It’s not every day that the senate majority leader weighs in on a local fossil fuel infrastructure fight. It’s also not every day that—flanked by democratic socialists—he comes out against fossil fuel infrastructure more generally.
“There is an imperative, not just an option, to stop this plant and to stop all of the expansion of coal, oil, and gas throughout our country and, frankly, throughout our world,” Chuck Schumer said in a press conference Friday outside ConEd’s Astoria Yard generating facility in Queens. Schumer was there to announce his opposition to a controversial gas peaker plant being proposed as an expansion to the same site by energy giant NRG, and opposed for several years by the Democratic Socialists of America and its eco-socialist working group. Schumer was joined by DSA members and several politicians they have helped to elect over more conservative incumbents and establishment picks. The congressman, it seems, isn’t eager to join the ranks of prominent New York Democrats the city’s growing left has defeated.
Schumer also weighed in on his priorities for the infrastructure fight now roiling Congress, including the clean electricity standard, or CES, that several White House officials have recently portrayed as a must-have in a budget reconciliation package. Environmentalists worry that fossil fuel companies may lobby to include gas in such a standard, qualifying it as “clean” alongside wind and solar.
Schumer repeatedly said, at Friday’s presser, that he would oppose counting gas as clean energy in forthcoming CES proposals. Asked by The New Republic whether he would consider including gas a red line, Schumer said he would. “You’ve gotta get to the 80 percent,” he said, reiterating his and the White House’s goal of reaching 80 percent clean power by 2035. “Gas doesn’t help us get there.… I don’t want gas to be in it. Now we have to go to the parliamentarian and get it all worked out, but the number one goal is to get to the 80 percent, period.” He also called for the elimination of fossil fuel subsidies.
While state-level clean energy standards tend to be a regulatory matter, getting such a policy through the U.S. Congress’s reconciliation process would mean structuring it as an incentive program. That means that if a utility meets clean power targets, it would be rewarded. If it doesn’t, it would be penalized. Some versions of a CES could allow gas to fit the definition of clean for several years, potentially opening the door to new gas infrastructure like the proposed NRG plant.
Last week, Greenpeace’s journalistic arm Unearthed released records of a call between Exxon lobbyist Keith McCoy and an undercover Unearthed journalist, in which McCoy argued Exxon wasn’t worried about a potential clean energy standard given the likelihood that it could include gas. If there was an impending CES, he said, “we would probably advocate for natural gas, and I think that is taking hold. We think natural gas would play a key role in anything and not just as a bridge fuel, we think it’s a low-emission energy source and should be part of a clean electricity standard.” Schumer’s statement could cast some doubt on McCoy’s certainty.

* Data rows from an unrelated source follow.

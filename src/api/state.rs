//! Application state for the API server

use crate::Config;
use crate::classify::{ErrorClassifier, SubstringClassifier};
use crate::tool::{self, MediaTool};
use std::sync::Arc;

/// Shared application state accessible to all route handlers
///
/// Cloned for each request (cheap Arc clones). Everything in here is read-only;
/// requests share no mutable state.
#[derive(Clone)]
pub struct AppState {
    /// Server configuration
    pub config: Arc<Config>,

    /// Extraction tool used for every download
    pub tool: Arc<dyn MediaTool>,

    /// Maps tool failures to responses
    pub classifier: Arc<dyn ErrorClassifier>,
}

impl AppState {
    /// Create a new AppState from explicit parts
    pub fn new(
        config: Arc<Config>,
        tool: Arc<dyn MediaTool>,
        classifier: Arc<dyn ErrorClassifier>,
    ) -> Self {
        Self {
            config,
            tool,
            classifier,
        }
    }

    /// Create an AppState with the tool and classifier described by `config`
    pub fn from_config(config: Arc<Config>) -> Self {
        let tool = tool::from_config(&config.tool);
        let classifier = Arc::new(SubstringClassifier::new(
            config.classification.rules.clone(),
        ));
        Self::new(config, tool, classifier)
    }
}
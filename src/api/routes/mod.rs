//! Route handlers for the HTTP API
//!
//! - `download`: the download-and-deliver pipeline
//! - `system`: landing page, health, OpenAPI

mod download;
mod system;

// Re-export all handlers so `routes::function_name` works
pub use download::*;
pub use system::*;
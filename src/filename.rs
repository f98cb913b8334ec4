//! Filename sanitization and `Content-Disposition` construction

/// Characters that are replaced with `_` in delivered filenames
const RESERVED_CHARS: &[char] = &['<', '>', ':', '"', '/', '\\', '|', '?', '*'];

/// Maximum length of a sanitized name, in characters, before the extension
pub const MAX_FILENAME_CHARS: usize = 200;

/// Sanitize a media title into a filesystem- and header-safe filename stem.
///
/// - Replaces `< > : " / \ | ? *` and non-whitespace control characters with `_`
/// - Collapses whitespace runs to a single space and trims both ends
/// - Truncates to [`MAX_FILENAME_CHARS`] characters (hard cutoff)
///
/// The result may be empty; callers fall back to a default title in that case.
pub fn sanitize_filename(title: &str) -> String {
    let replaced: String = title
        .chars()
        .map(|c| {
            if RESERVED_CHARS.contains(&c) || (c.is_control() && !c.is_whitespace()) {
                '_'
            } else {
                c
            }
        })
        .collect();

    let collapsed = replaced.split_whitespace().collect::<Vec<_>>().join(" ");

    if collapsed.chars().count() > MAX_FILENAME_CHARS {
        collapsed.chars().take(MAX_FILENAME_CHARS).collect()
    } else {
        collapsed
    }
}

/// Append `.{extension}` unless `name` already ends with it
pub fn ensure_extension(name: &str, extension: &str) -> String {
    let suffix = format!(".{}", extension);
    if name.ends_with(&suffix) {
        name.to_string()
    } else {
        format!("{}{}", name, suffix)
    }
}

/// ASCII-only variant of a filename for the legacy `filename=` parameter
fn ascii_fallback(name: &str) -> String {
    name.chars()
        .map(|c| {
            if c.is_ascii() && !c.is_ascii_control() && c != '"' && c != '\\' {
                c
            } else {
                '_'
            }
        })
        .collect()
}

/// Build an attachment `Content-Disposition` value carrying both filename forms.
///
/// `filename` holds an ASCII-safe copy for legacy clients, `filename*` the
/// RFC 5987 percent-encoded UTF-8 name.
pub fn content_disposition(name: &str) -> String {
    format!(
        "attachment; filename=\"{}\"; filename*=UTF-8''{}",
        ascii_fallback(name),
        urlencoding::encode(name)
    )
}
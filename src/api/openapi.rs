//! OpenAPI documentation and schema generation
//!
//! Defines the OpenAPI document for the audio-dl HTTP API using utoipa for
//! compile-time spec generation.

use utoipa::OpenApi;

/// OpenAPI documentation for the audio-dl HTTP API
///
/// The document can be accessed via:
/// - `/openapi.json` - JSON format OpenAPI specification
/// - `/swagger-ui` - Interactive Swagger UI documentation (if enabled)
#[derive(OpenApi)]
#[openapi(
    info(
        title = "audio-dl HTTP API",
        version = "0.1.0",
        description = "Convert a video URL into a downloadable MP3 file",
        license(
            name = "MIT OR Apache-2.0"
        )
    ),
    servers(
        (url = "http://localhost:5001", description = "Local server")
    ),
    paths(
        crate::api::routes::download_mp3,
        crate::api::routes::index,
        crate::api::routes::health_check,
        crate::api::routes::openapi_spec,
    ),
    components(
        schemas(
            crate::types::DownloadRequest,
            crate::error::ApiError,
        )
    ),
    tags(
        (name = "download", description = "Video to MP3 conversion"),
        (name = "system", description = "Landing page, health and API documentation")
    )
)]
pub struct ApiDoc;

Schumer was joined by New York State Senators Jessica Ramos and Michael Gianares, New York State Assembly member Zohran Mamdani, and Tiffany Cabán, who won the Democratic primary for Astoria’s New York City council district last month. Mamdani and Cabán are each members of the Democratic Socialists of America and won with DSA’s endorsement and armies of DSA volunteers. DSA member Representative Alexandria Ocasio-Cortez, whose district includes Astoria, has also circulated a letter among the New York congressional delegation in opposition to the NRG peaker plant. Opposition to the project has also included Food and Water Watch, Sane Energy Project, the Sierra Club, Queens Climate Project, New York Public Interest Research Group, New York Communities for Change, and 350Brooklyn.
NRG argues that the gas-fired plant is necessary to meet growing power demand and that the new project could meet demand more cleanly and efficiently than existing capacity. Yet amid ongoing upgrades to state generating capacity, the New York Independent System Operator found recently that there was no need for the plant, which has now been opened for 60 days of public comment by the state Department of Environmental Conservation in advance of its final decision. State regulators said that the $800 million worth of new transmission lines ConEd is on track to build would allow peaker plants to retire without new fossil fuel plants. “Empirically, at this point, NRG doesn’t have a leg to stand on,” DSA organizer Stylianos Karolidis told me.
As left-leaning primary challengers have picked up seats in recent years, Schumer has grown noticeably more friendly to progressive elected officials and causes—including more ambitious climate policies. Just yesterday, he came out in support of the Civilian Climate Corps being pushed by the youth climate group the Sunrise Movement, as well as Ocasio-Cortez and Senator Ed Markey.
Schumer has not, of course, been reborn as an eco-socialist: He demurred when asked about a DSA-backed push to build public renewable energy infrastructure under the New York Power Authority to replace privately owned fossil power. He also declined to comment on two other proposed gas peaker plants, in the Hudson Valley and Gowanus, Brooklyn, saying that he was still studying them. But at a time when some have wondered whether Schumer could face his own primary challenge for reelection next year, the Senate majority leader’s very presence in the heavily leftist lineup was notable.
Schumer thanked the DSA eco-socialists and allied elected officials against the plant. At the end of their remarks, he joined a chant with advocates present: “Hey hey, ho ho, fossil fuels have got to go.”